Pouvons-nous utiliser la même logique pour conclure que le Barreau est une « institution du gouvernement et de l'Assemblée législative » au sens des paragraphes 16(2) et 20(2) de la Charte? Il est vrai que le Barreau a été créé par une loi « privée » et non une loi « publique », comme c'est le cas pour les municipalités, bien que cette loi « privée » ait également été adoptée par l'Assemblée législative. Cependant, que la loi habilitante soit publique ou privée n'a aucune importance. Étant donné la nature de la loi qui a créé le Barreau, la distinction entre son caractère « privé » et « public » n'a d'intérêt que sur la procédure qui a mené à son adoption (29). La Loi sur le Barreau est, de part sa portée, autant d'intérêt général que toutes autres lois de caractère public et de tels pouvoirs n'ont pu être accordés à une entité privé qu'en raison du besoin de protéger l'intérêt public.

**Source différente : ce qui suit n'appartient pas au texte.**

//! Chapters Context - Aggregate Root

use std::fmt;
use std::ops::Index;
use std::path::{Component, Path, PathBuf};

use super::tree::{self, Located};
use super::{ChapterError, ChapterNode};
use crate::config::ProjectConfig;

/// Chapters 聚合根
///
/// 持有项目配置中的嵌套章节列表，并缓存其展开结果。
///
/// 不变量:
/// - `flat` 始终等于 `flatten(chapters)`，替换章节列表时同步重建
#[derive(Debug, Clone, PartialEq, Eq)]
pub struct Chapters {
    chapters: Vec<ChapterNode>,
    flat: Vec<String>,
    working_dir: Option<PathBuf>,
    src_dir: Option<PathBuf>,
}

impl Chapters {
    pub fn new(chapters: Vec<ChapterNode>) -> Self {
        let flat = tree::flatten(&chapters);
        Self {
            chapters,
            flat,
            working_dir: None,
            src_dir: None,
        }
    }

    /// 从项目配置创建（临时目录作为工作目录）
    pub fn from_config(config: &ProjectConfig) -> Self {
        Self::new(config.chapters.clone())
            .with_working_dir(&config.tmp_dir)
            .with_src_dir(&config.src_dir)
    }

    /// 工作目录在构造时解析为绝对路径
    pub fn with_working_dir(mut self, dir: impl Into<PathBuf>) -> Self {
        self.working_dir = Some(resolve_dir(dir.into()));
        self
    }

    /// 源目录在构造时解析为绝对路径
    pub fn with_src_dir(mut self, dir: impl Into<PathBuf>) -> Self {
        self.src_dir = Some(resolve_dir(dir.into()));
        self
    }

    /// 原始嵌套章节列表
    pub fn chapters(&self) -> &[ChapterNode] {
        &self.chapters
    }

    /// 整体替换章节列表
    pub fn set_chapters(&mut self, chapters: Vec<ChapterNode>) {
        self.flat = tree::flatten(&chapters);
        self.chapters = chapters;
        tracing::debug!("Chapter list replaced: {} files", self.flat.len());
    }

    /// 展开后的章节文件名列表
    pub fn flat(&self) -> &[String] {
        &self.flat
    }

    pub fn len(&self) -> usize {
        self.flat.len()
    }

    pub fn is_empty(&self) -> bool {
        self.flat.is_empty()
    }

    pub fn get(&self, index: usize) -> Option<&str> {
        self.flat.get(index).map(String::as_str)
    }

    pub fn index(&self, index: usize) -> Result<&str, ChapterError> {
        self.get(index).ok_or(ChapterError::IndexOutOfRange {
            index,
            len: self.flat.len(),
        })
    }

    pub fn contains(&self, filename: &str) -> bool {
        self.flat.iter().any(|name| name == filename)
    }

    pub fn iter(&self) -> impl Iterator<Item = &str> + '_ {
        self.flat.iter().map(String::as_str)
    }

    pub fn working_dir(&self) -> Option<&Path> {
        self.working_dir.as_deref()
    }

    pub fn src_dir(&self) -> Option<&Path> {
        self.src_dir.as_deref()
    }

    /// 章节文件相对 `parent_dir` 的路径，惰性产出
    pub fn paths<'a>(
        &'a self,
        parent_dir: impl AsRef<Path> + 'a,
    ) -> impl Iterator<Item = PathBuf> + 'a {
        self.flat
            .iter()
            .map(move |filename| parent_dir.as_ref().join(filename))
    }

    /// 章节标题
    ///
    /// 章节以裸文件名定义或不在列表中时返回空字符串。
    pub fn title_of(&self, chapter_path: &str) -> String {
        tree::title_of(&self.chapters, chapter_path)
    }

    /// 章节标题（严格模式）
    ///
    /// 与 [`Chapters::title_of`] 不同，章节不在列表中时返回 `NotFound`。
    ///
    /// ```yaml
    /// chapters:
    ///     - Chapter Title: info/index.md   # -> "Chapter Title"
    ///     - info/other.md                  # -> ""
    /// ```
    pub fn chapter_title(&self, chapter_path: &str) -> Result<String, ChapterError> {
        match tree::find_chapter(&self.chapters, chapter_path) {
            Some(Located::Titled(title)) => Ok(title.to_string()),
            Some(Located::Untitled) => Ok(String::new()),
            None => Err(ChapterError::NotFound(chapter_path.to_string())),
        }
    }

    /// 根据文件路径查找章节
    ///
    /// `filepath` 位于工作目录或源目录下时，返回其相对路径（即章节列表中的写法）。
    /// 两个目录都匹配时以源目录为准。无法读取当前目录时返回 `Io`。
    pub fn chapter_by_path(&self, filepath: impl AsRef<Path>) -> Result<String, ChapterError> {
        let filepath = filepath.as_ref();
        let not_found = || ChapterError::NotFound(filepath.display().to_string());

        let abs_path = absolutize(filepath).map_err(|e| io_error(filepath, e))?;

        let mut chapter_path = None;
        for dir in [&self.working_dir, &self.src_dir].into_iter().flatten() {
            let dir = absolutize(dir).map_err(|e| io_error(dir, e))?;
            if let Some(relative) = relative_to(&abs_path, &dir) {
                chapter_path = Some(relative);
            }
        }

        match chapter_path {
            Some(path) if self.contains(&path) => Ok(path),
            _ => {
                tracing::debug!("No chapter for path {}", filepath.display());
                Err(not_found())
            }
        }
    }
}

impl Index<usize> for Chapters {
    type Output = str;

    fn index(&self, index: usize) -> &str {
        &self.flat[index]
    }
}

impl<'a> IntoIterator for &'a Chapters {
    type Item = &'a str;
    type IntoIter = std::iter::Map<std::slice::Iter<'a, String>, fn(&'a String) -> &'a str>;

    fn into_iter(self) -> Self::IntoIter {
        self.flat.iter().map(String::as_str as fn(&'a String) -> &'a str)
    }
}

impl From<Vec<ChapterNode>> for Chapters {
    fn from(chapters: Vec<ChapterNode>) -> Self {
        Self::new(chapters)
    }
}

impl fmt::Display for Chapters {
    fn fmt(&self, f: &mut fmt::Formatter<'_>) -> fmt::Result {
        let nested = serde_json::to_string(&self.chapters).map_err(|_| fmt::Error)?;
        write!(f, "Chapters({})", nested)
    }
}

fn resolve_dir(dir: PathBuf) -> PathBuf {
    match absolutize(&dir) {
        Ok(resolved) => resolved,
        Err(e) => {
            tracing::warn!("Cannot resolve {}: {}", dir.display(), e);
            dir
        }
    }
}

fn io_error(path: &Path, err: std::io::Error) -> ChapterError {
    tracing::warn!("Cannot resolve {}: {}", path.display(), err);
    ChapterError::Io(format!("{}: {}", path.display(), err))
}

/// 转为绝对路径并按词法规整 `.` 与 `..`
fn absolutize(path: &Path) -> std::io::Result<PathBuf> {
    let joined = if path.is_absolute() {
        path.to_path_buf()
    } else {
        std::env::current_dir()?.join(path)
    };

    let mut normalized = PathBuf::new();
    for component in joined.components() {
        match component {
            Component::CurDir => {}
            Component::ParentDir => {
                normalized.pop();
            }
            other => normalized.push(other.as_os_str()),
        }
    }
    Ok(normalized)
}

/// `path` 严格位于 `dir` 之下时，返回以 `/` 分隔的相对路径
fn relative_to(path: &Path, dir: &Path) -> Option<String> {
    let relative = path.strip_prefix(dir).ok()?;
    if relative.as_os_str().is_empty() {
        return None;
    }

    let parts: Vec<String> = relative
        .components()
        .map(|c| c.as_os_str().to_string_lossy().into_owned())
        .collect();
    Some(parts.join("/"))
}

#[cfg(test)]
mod tests {
    use super::*;
    use crate::domain::chapters::tree::tests::sample_chapters;

    fn chapters() -> Chapters {
        Chapters::new(sample_chapters())
    }

    #[test]
    fn test_flat_and_len() {
        let chapters = chapters();
        assert_eq!(chapters.len(), 8);
        assert!(!chapters.is_empty());
        assert_eq!(chapters.flat()[2], "req.md");
        assert_eq!(&chapters[7], "specs/classes.md");
    }

    #[test]
    fn test_get_and_index() {
        let chapters = chapters();
        assert_eq!(chapters.get(0), Some("introduction.md"));
        assert_eq!(chapters.get(100), None);
        assert_eq!(chapters.index(1), Ok("problem.md"));
        assert_eq!(
            chapters.index(8),
            Err(ChapterError::IndexOutOfRange { index: 8, len: 8 })
        );
    }

    #[test]
    #[should_panic]
    fn test_index_operator_panics_out_of_range() {
        let chapters = chapters();
        let _ = &chapters[8];
    }

    #[test]
    fn test_contains() {
        let chapters = chapters();
        assert!(chapters.contains("req.md"));
        assert!(!chapters.contains("missing.md"));
    }

    #[test]
    fn test_iteration_matches_flat() {
        let chapters = chapters();
        let by_iter: Vec<&str> = chapters.iter().collect();
        let by_ref: Vec<&str> = (&chapters).into_iter().collect();
        assert_eq!(by_iter, chapters.flat());
        assert_eq!(by_iter, by_ref);

        let mut count = 0;
        for _ in &chapters {
            count += 1;
        }
        assert_eq!(count, 8);
    }

    #[test]
    fn test_set_chapters_refreshes_flat() {
        let mut chapters = chapters();
        chapters.set_chapters(vec![
            ChapterNode::leaf("new.md"),
            ChapterNode::titled("Other", "other.md"),
        ]);

        assert_eq!(chapters.flat(), ["new.md", "other.md"]);
        assert!(!chapters.contains("req.md"));
        assert_eq!(chapters.title_of("other.md"), "Other");
        assert_eq!(chapters.title_of("req.md"), "");
    }

    #[test]
    fn test_paths() {
        let chapters = chapters();
        let paths: Vec<PathBuf> = chapters.paths("src").collect();
        assert_eq!(paths.len(), 8);
        assert_eq!(paths[0], PathBuf::from("src/introduction.md"));
        assert_eq!(paths[7], PathBuf::from("src/specs/classes.md"));
    }

    #[test]
    fn test_title_lookup() {
        let chapters = chapters();
        assert_eq!(chapters.title_of("req.md"), "Requirements");
        assert_eq!(chapters.title_of("qs/first_steps.md"), "");
        assert_eq!(chapters.title_of("missing.md"), "");

        assert_eq!(chapters.chapter_title("req.md"), Ok("Requirements".to_string()));
        assert_eq!(chapters.chapter_title("qs/first_steps.md"), Ok(String::new()));
        assert_eq!(
            chapters.chapter_title("missing.md"),
            Err(ChapterError::NotFound("missing.md".to_string()))
        );
    }

    #[test]
    fn test_chapter_by_path_in_src_dir() {
        let chapters = chapters().with_src_dir("/project/src");
        assert_eq!(
            chapters.chapter_by_path("/project/src/qs/first_steps.md"),
            Ok("qs/first_steps.md".to_string())
        );
        assert_eq!(
            chapters.chapter_by_path("/project/src/qs/../req.md"),
            Ok("req.md".to_string())
        );
    }

    #[test]
    fn test_chapter_by_path_in_working_dir() {
        let chapters = chapters()
            .with_working_dir("/project/__tmp__")
            .with_src_dir("/project/src");
        assert_eq!(
            chapters.chapter_by_path("/project/__tmp__/specs/core.md"),
            Ok("specs/core.md".to_string())
        );
    }

    #[test]
    fn test_chapter_by_path_relative_dirs() {
        let cwd = std::env::current_dir().unwrap();
        let chapters = chapters().with_src_dir("src");
        assert_eq!(
            chapters.chapter_by_path(cwd.join("src").join("req.md")),
            Ok("req.md".to_string())
        );
        assert_eq!(
            chapters.chapter_by_path("src/./req.md"),
            Ok("req.md".to_string())
        );
    }

    #[test]
    fn test_chapter_by_path_not_found() {
        let chapters = chapters().with_src_dir("/project/src");
        assert!(matches!(
            chapters.chapter_by_path("/project/src/missing.md"),
            Err(ChapterError::NotFound(_))
        ));
        assert!(matches!(
            chapters.chapter_by_path("/elsewhere/req.md"),
            Err(ChapterError::NotFound(_))
        ));
        assert!(matches!(
            chapters.chapter_by_path("/project/src"),
            Err(ChapterError::NotFound(_))
        ));
    }

    #[test]
    fn test_chapter_by_path_without_dirs() {
        assert!(chapters().chapter_by_path("/project/src/req.md").is_err());
    }

    #[test]
    fn test_display() {
        let chapters = Chapters::new(vec![
            ChapterNode::leaf("a.md"),
            ChapterNode::titled("B", "b.md"),
        ]);
        assert_eq!(chapters.to_string(), r#"Chapters(["a.md",{"B":"b.md"}])"#);
    }

    #[test]
    fn test_from_config() {
        let config = ProjectConfig {
            chapters: sample_chapters(),
            ..ProjectConfig::default()
        };
        let cwd = std::env::current_dir().unwrap();
        let chapters = Chapters::from_config(&config);
        assert_eq!(chapters.len(), 8);
        assert_eq!(chapters.working_dir(), Some(cwd.join(&config.tmp_dir).as_path()));
        assert_eq!(chapters.src_dir(), Some(cwd.join(&config.src_dir).as_path()));
    }

    #[test]
    fn test_dirs_resolved_at_construction() {
        let cwd = std::env::current_dir().unwrap();
        let chapters = chapters()
            .with_working_dir("build/./tmp/..")
            .with_src_dir("/project/docs/../src");

        let working_dir = chapters.working_dir().unwrap();
        assert!(working_dir.is_absolute());
        assert_eq!(working_dir, cwd.join("build"));
        assert_eq!(chapters.src_dir(), Some(Path::new("/project/src")));
    }

    #[test]
    fn test_io_error_keeps_cause() {
        let err = io_error(
            Path::new("docs"),
            std::io::Error::new(std::io::ErrorKind::NotFound, "cwd removed"),
        );
        assert_eq!(err, ChapterError::Io("docs: cwd removed".to_string()));
        assert!(err.to_string().contains("cwd removed"));
    }
}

En conséquence, nous sommes d'avis que même si le Barreau tire ses pouvoirs d'une loi d'intérêt privé, la nature de ses activités l'associe davantage au pouvoir public et en fait donc une partie de la structure étatique des « institutions du gouvernement et de l'Assemblée législative » au sens de la Charte. Par conséquent, le Barreau est soumis aux obligations prévues aux articles 16 à 20 de la Charte; il est ainsi constitutionnellement tenu, entre autres, de communiquer et d'offrir des services au public dans la langue officielle choisie par celui-ci.

(ii) Le Barreau est-il soumis aux obligations prévues dans la Loi sur les langues officielles?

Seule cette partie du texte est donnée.